Todo lo anterior ha llevado a Estados Unidos al nivel más alto de desprestigio en su historia. El presidente de la primera potencia mundial se convirtió en un objeto de burla y de desprecio universal. Cada vez que en alguna conferencia de jefes de Estado quedaba por accidente abierto algún micrófono, el comentario que se escuchaba reflejaba esos sentimientos. En Estados Unidos, Trump logró contar con el respaldo de casi la mitad de la población. En todos los otros países del mundo, el 90 por ciento de la gente lo veía como un bufón racista, corrupto, xenofóbico y mentiroso.
El último capítulo del reality apenas empieza. Trump ha dejado la impresión de que no ha pensado irse de la Casa Blanca, pues según él le robaron las elecciones. Su hijo Donald Jr. mandó el jueves pasado un trino para llamar al pueblo norteamericano a una “guerra total, para exponer todo el fraude, las mentiras y los votos ilegales” con que quieren sacar a su papá de la presidencia. Eso llevó a un portavoz de la campaña de Biden a afirmar que el Servicio Secreto está en plena capacidad de sacar a un intruso de la Casa Blanca si esto llega a ser necesario.
El espectáculo de un presidente arrastrado a la fuerza del palacio de gobierno de Estados Unidos ya está en la mente de algunos de sus críticos.

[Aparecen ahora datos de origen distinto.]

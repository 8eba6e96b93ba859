//! Client configuration.
//!
//! Everything lives in `~/.config/calbridge/config.toml`:
//!
//! ```toml
//! [server]
//! socket_path = "/run/user/1000/calbridge.sock"
//! request_timeout = 30
//!
//! [storage]
//! data_dir = "/home/alice/.local/share/calbridge"
//!
//! [[accounts]]
//! id = "work"
//! provider = "caldav"
//! url = "https://dav.example.com/calendars/alice/"
//! username = "alice"
//! password = "env::CALBRIDGE_WORK_PASSWORD"
//! ```
//!
//! Passwords accept the references described in [`crate::secret`].

use std::path::{Path, PathBuf};
use std::time::Duration;

use calbridge_core::{Account, Credentials, ProviderKind};
use serde::{Deserialize, Serialize};

use crate::bridge::BridgeConfig;

#[derive(Debug, Clone, Default, Serialize, Deserialize)]
#[serde(default)]
pub struct ClientConfig {
    pub debug: bool,
    pub server: ServerSettings,
    pub storage: StorageSettings,
    pub accounts: Vec<AccountSettings>,
}

/// Daemon socket and bridge timeouts.
#[derive(Debug, Clone, Serialize, Deserialize)]
#[serde(default)]
pub struct ServerSettings {
    pub socket_path: Option<PathBuf>,
    /// Seconds; unset waits for as long as the worker takes.
    pub request_timeout: Option<u64>,
    /// Seconds to wait for the worker to announce its services.
    pub ready_timeout: u64,
    pub max_connections: usize,
}

impl Default for ServerSettings {
    fn default() -> Self {
        Self {
            socket_path: None,
            request_timeout: None,
            ready_timeout: 4,
            max_connections: 32,
        }
    }
}

impl ServerSettings {
    pub fn socket_path(&self) -> PathBuf {
        self.socket_path
            .clone()
            .unwrap_or_else(calbridge_server::default_socket_path)
    }

    pub fn bridge_config(&self) -> BridgeConfig {
        let mut config =
            BridgeConfig::default().with_ready_timeout(Duration::from_secs(self.ready_timeout));
        if let Some(seconds) = self.request_timeout {
            config = config.with_request_timeout(Duration::from_secs(seconds));
        }
        config
    }
}

#[derive(Debug, Clone, Default, Serialize, Deserialize)]
#[serde(default)]
pub struct StorageSettings {
    /// Where the daemon keeps its database snapshot.
    pub data_dir: Option<PathBuf>,
}

impl StorageSettings {
    pub fn data_dir(&self) -> PathBuf {
        self.data_dir
            .clone()
            .unwrap_or_else(ClientConfig::default_data_dir)
    }
}

/// One `[[accounts]]` entry.
#[derive(Debug, Clone, PartialEq, Eq, Serialize, Deserialize)]
pub struct AccountSettings {
    pub id: String,
    pub provider: ProviderKind,
    #[serde(default, skip_serializing_if = "Option::is_none")]
    pub url: Option<String>,
    #[serde(default, skip_serializing_if = "Option::is_none")]
    pub username: Option<String>,
    #[serde(default, skip_serializing_if = "Option::is_none")]
    pub password: Option<String>,
}

impl AccountSettings {
    /// Builds the account record, resolving the password reference.
    pub fn to_account(&self) -> Result<Account, String> {
        match self.provider {
            ProviderKind::Local => Ok(Account::local(&self.id)),
            ProviderKind::Caldav => {
                let url = self
                    .url
                    .as_deref()
                    .ok_or_else(|| format!("account '{}' needs a url", self.id))?;
                let mut account = Account::caldav(&self.id, url);
                match (&self.username, &self.password) {
                    (Some(username), Some(password)) => {
                        let password = crate::secret::resolve(password).map_err(|e| {
                            format!("account '{}': failed to resolve password: {}", self.id, e)
                        })?;
                        account = account.with_credentials(Credentials::new(username, password));
                    }
                    (None, None) => {}
                    _ => {
                        return Err(format!(
                            "account '{}' needs both username and password, or neither",
                            self.id
                        ));
                    }
                }
                Ok(account)
            }
        }
    }
}

impl ClientConfig {
    /// Loads the default file; a missing file yields the defaults.
    pub fn load() -> Result<Self, String> {
        let path = Self::default_path();
        if path.exists() {
            Self::load_from(&path)
        } else {
            Ok(Self::default())
        }
    }

    pub fn load_from(path: &Path) -> Result<Self, String> {
        let content =
            std::fs::read_to_string(path).map_err(|e| format!("failed to read config: {}", e))?;
        toml::from_str(&content).map_err(|e| format!("failed to parse config: {}", e))
    }

    /// Checks every account without contacting any server.
    pub fn validate(&self) -> Result<(), String> {
        let mut seen = std::collections::HashSet::new();
        for account in &self.accounts {
            if !seen.insert(account.id.as_str()) {
                return Err(format!("duplicate account id '{}'", account.id));
            }
            account.to_account()?;
        }
        Ok(())
    }

    pub fn default_path() -> PathBuf {
        Self::default_config_dir().join("config.toml")
    }

    pub fn default_config_dir() -> PathBuf {
        dirs::config_dir()
            .unwrap_or_else(|| PathBuf::from("."))
            .join("calbridge")
    }

    pub fn default_data_dir() -> PathBuf {
        dirs::data_dir()
            .unwrap_or_else(|| PathBuf::from("."))
            .join("calbridge")
    }
}

#[cfg(test)]
mod tests {
    use super::*;

    #[test]
    fn empty_file_is_default() {
        let config: ClientConfig = toml::from_str("").unwrap();
        assert!(config.accounts.is_empty());
        assert_eq!(config.server.ready_timeout, 4);
        let bridge = config.server.bridge_config();
        assert_eq!(bridge.request_timeout, None);
        assert_eq!(bridge.ready_timeout, Duration::from_secs(4));
    }

    #[test]
    fn full_file() {
        let config: ClientConfig = toml::from_str(
            r#"
[server]
socket_path = "/tmp/cb.sock"
request_timeout = 10

[storage]
data_dir = "/tmp/cb-data"

[[accounts]]
id = "device"
provider = "local"

[[accounts]]
id = "work"
provider = "caldav"
url = "https://dav.example.com/"
username = "alice"
password = "secret"
"#,
        )
        .unwrap();
        assert_eq!(config.server.socket_path(), PathBuf::from("/tmp/cb.sock"));
        assert_eq!(
            config.server.bridge_config().request_timeout,
            Some(Duration::from_secs(10))
        );
        assert_eq!(config.storage.data_dir(), PathBuf::from("/tmp/cb-data"));
        config.validate().unwrap();

        let work = config.accounts[1].to_account().unwrap();
        assert_eq!(work.provider, ProviderKind::Caldav);
        assert_eq!(work.credentials, Some(Credentials::new("alice", "secret")));
        assert_eq!(config.accounts[0].to_account().unwrap(), Account::local("device"));
    }

    #[test]
    fn password_from_environment() {
        unsafe {
            std::env::set_var("_CALBRIDGE_CONFIG_TEST_PW", "from-env");
        }
        let settings = AccountSettings {
            id: "work".into(),
            provider: ProviderKind::Caldav,
            url: Some("https://dav.example.com/".into()),
            username: Some("alice".into()),
            password: Some("env::_CALBRIDGE_CONFIG_TEST_PW".into()),
        };
        let account = settings.to_account().unwrap();
        assert_eq!(account.credentials.unwrap().password, "from-env");
        unsafe {
            std::env::remove_var("_CALBRIDGE_CONFIG_TEST_PW");
        }
    }

    #[test]
    fn invalid_accounts() {
        let mut settings = AccountSettings {
            id: "work".into(),
            provider: ProviderKind::Caldav,
            url: None,
            username: None,
            password: None,
        };
        assert!(settings.to_account().unwrap_err().contains("needs a url"));

        settings.url = Some("https://dav.example.com/".into());
        settings.username = Some("alice".into());
        assert!(settings.to_account().unwrap_err().contains("both username and password"));

        let device = AccountSettings {
            id: "device".into(),
            provider: ProviderKind::Local,
            url: None,
            username: None,
            password: None,
        };
        let config = ClientConfig {
            accounts: vec![device.clone(), device],
            ..Default::default()
        };
        assert!(config.validate().unwrap_err().contains("duplicate"));
    }

    #[test]
    fn default_paths() {
        assert!(ClientConfig::default_path().ends_with("calbridge/config.toml"));
        assert!(ClientConfig::default_data_dir().ends_with("calbridge"));
    }
}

Hasta allá no va a llegar la cosa, pero tampoco va a ser a las buenas. Salir de él definitivamente no fue fácil. No muchos norteamericanos votaron por Biden con entusiasmo o por convicción. Lo hicieron simplemente porque encarnaba la única oportunidad de regresar a la normalidad. El presidente electo tendrá la difícil responsabilidad de sanar las heridas de un país que no había estado tan polarizado desde la guerra civil. Como no hay mal que por bien no venga, las instituciones norteamericanas mostraron su fortaleza y su solidez al superar el reto más difícil que han tenido en la historia reciente: sobrevivir a Donald Trump.